### Required work
Below are the records; give the number of their lines that contain the word "ResponseTemplate" and nothing more.
▼
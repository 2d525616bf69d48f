//! Weekly report job against a stubbed Query/Mutation Service.

use wiremock::matchers::{method, path};
use wiremock::{Mock, MockServer, ResponseTemplate};

use crm_jobs::jobs::report::{self, ReportOutcome};
use crm_jobs::{CrmClient, JobLog};

async fn stub_stats(body: serde_json::Value) -> MockServer {
    let server = MockServer::start().await;
    Mock::given(method("POST"))
        .and(path("/graphql"))
        .respond_with(ResponseTemplate::new(200).set_body_json(body))
        .mount(&server)
        .await;
    server
}

#[tokio::test]
async fn totals_become_a_report_line_and_summary() {
    let server = stub_stats(serde_json::json!({
        "data": {
            "totalCustomers": 5,
            "totalOrders": 10,
            "totalRevenue": 1234.5
        }
    }))
    .await;

    let dir = tempfile::tempdir().expect("tempdir");
    let log = JobLog::in_dir(dir.path(), report::LOG_FILE);
    let client = CrmClient::new(format!("{}/graphql", server.uri()));

    let outcome = report::run(&client, &log).await.expect("job run");
    assert_eq!(
        outcome.to_string(),
        "Report generated: 5 customers, 10 orders, 1234.5 revenue"
    );

    let contents = std::fs::read_to_string(log.path()).expect("read log");
    let lines: Vec<&str> = contents.lines().collect();
    assert_eq!(lines.len(), 1);
    assert!(lines[0].ends_with("- Report: 5 customers, 10 orders, 1234.5 revenue"));
}

#[tokio::test]
async fn no_orders_reports_zero_revenue() {
    let server = stub_stats(serde_json::json!({
        "data": {
            "totalCustomers": 3,
            "totalOrders": 0,
            "totalRevenue": 0.0
        }
    }))
    .await;

    let dir = tempfile::tempdir().expect("tempdir");
    let log = JobLog::in_dir(dir.path(), report::LOG_FILE);
    let client = CrmClient::new(format!("{}/graphql", server.uri()));

    let outcome = report::run(&client, &log).await.expect("job run");
    assert_eq!(
        outcome,
        ReportOutcome::Generated {
            customers: 3,
            orders: 0,
            revenue: 0.0
        }
    );
}

#[tokio::test]
async fn service_failure_becomes_a_failed_outcome() {
    let server = MockServer::start().await;
    Mock::given(method("POST"))
        .and(path("/graphql"))
        .respond_with(ResponseTemplate::new(502))
        .mount(&server)
        .await;

    let dir = tempfile::tempdir().expect("tempdir");
    let log = JobLog::in_dir(dir.path(), report::LOG_FILE);
    let client = CrmClient::new(format!("{}/graphql", server.uri()));

    let outcome = report::run(&client, &log).await.expect("job run");
    let ReportOutcome::Failed(msg) = outcome else {
        panic!("expected a failed outcome");
    };
    assert!(msg.starts_with("Error generating CRM report:"), "got: {msg}");
    assert!(msg.contains("502"));

    let contents = std::fs::read_to_string(log.path()).expect("read log");
    assert!(contents.contains("- Error: Error generating CRM report:"));
}
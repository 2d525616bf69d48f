//! Job runner configuration loaded from environment variables.
//!
//! # Environment Variables
//!
//! ## Optional
//! - `CRM_GRAPHQL_URL` - Query/Mutation Service endpoint
//!   (default: `http://localhost:8000/graphql`)
//! - `CRM_LOG_DIR` - Directory for the per-job log files (default: `/tmp`)
//! - `CRM_DATABASE_URL` - `PostgreSQL` connection string; required only
//!   by the commands that touch the store directly (cleanup, seeding,
//!   migrations)

use std::path::PathBuf;

use secrecy::SecretString;
use thiserror::Error;

/// Default Query/Mutation Service endpoint.
pub const DEFAULT_GRAPHQL_URL: &str = "http://localhost:8000/graphql";

/// Default directory for the per-job log files.
pub const DEFAULT_LOG_DIR: &str = "/tmp";

/// Configuration errors that can occur during loading.
#[derive(Debug, Error)]
pub enum ConfigError {
    #[error("Missing environment variable: {0}")]
    MissingEnvVar(&'static str),
}

/// Job runner configuration.
///
/// Implements `Debug` manually to redact the database URL, which
/// usually embeds a password.
#[derive(Clone)]
pub struct CrmConfig {
    /// Query/Mutation Service endpoint URL.
    pub graphql_url: String,
    /// Directory the job log files live in.
    pub log_dir: PathBuf,
    /// `PostgreSQL` connection string, if configured.
    pub database_url: Option<SecretString>,
}

impl CrmConfig {
    /// Load configuration from the environment, falling back to the
    /// documented defaults.
    #[must_use]
    pub fn from_env() -> Self {
        let graphql_url =
            std::env::var("CRM_GRAPHQL_URL").unwrap_or_else(|_| DEFAULT_GRAPHQL_URL.to_owned());
        let log_dir = std::env::var("CRM_LOG_DIR")
            .map_or_else(|_| PathBuf::from(DEFAULT_LOG_DIR), PathBuf::from);
        let database_url = std::env::var("CRM_DATABASE_URL").ok().map(SecretString::from);

        Self {
            graphql_url,
            log_dir,
            database_url,
        }
    }

    /// The database URL, for commands that talk to the store directly.
    ///
    /// # Errors
    ///
    /// Returns [`ConfigError::MissingEnvVar`] when `CRM_DATABASE_URL`
    /// was not set.
    pub fn database_url(&self) -> Result<&SecretString, ConfigError> {
        self.database_url
            .as_ref()
            .ok_or(ConfigError::MissingEnvVar("CRM_DATABASE_URL"))
    }

    /// A [`JobLog`](crate::joblog::JobLog) for `file_name` under the
    /// configured log directory.
    #[must_use]
    pub fn job_log(&self, file_name: &str) -> crate::joblog::JobLog {
        crate::joblog::JobLog::in_dir(&self.log_dir, file_name)
    }
}

impl std::fmt::Debug for CrmConfig {
    fn fmt(&self, f: &mut std::fmt::Formatter<'_>) -> std::fmt::Result {
        f.debug_struct("CrmConfig")
            .field("graphql_url", &self.graphql_url)
            .field("log_dir", &self.log_dir)
            .field(
                "database_url",
                &self.database_url.as_ref().map(|_| "[REDACTED]"),
            )
            .finish()
    }
}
▲
### Output of the exercise
3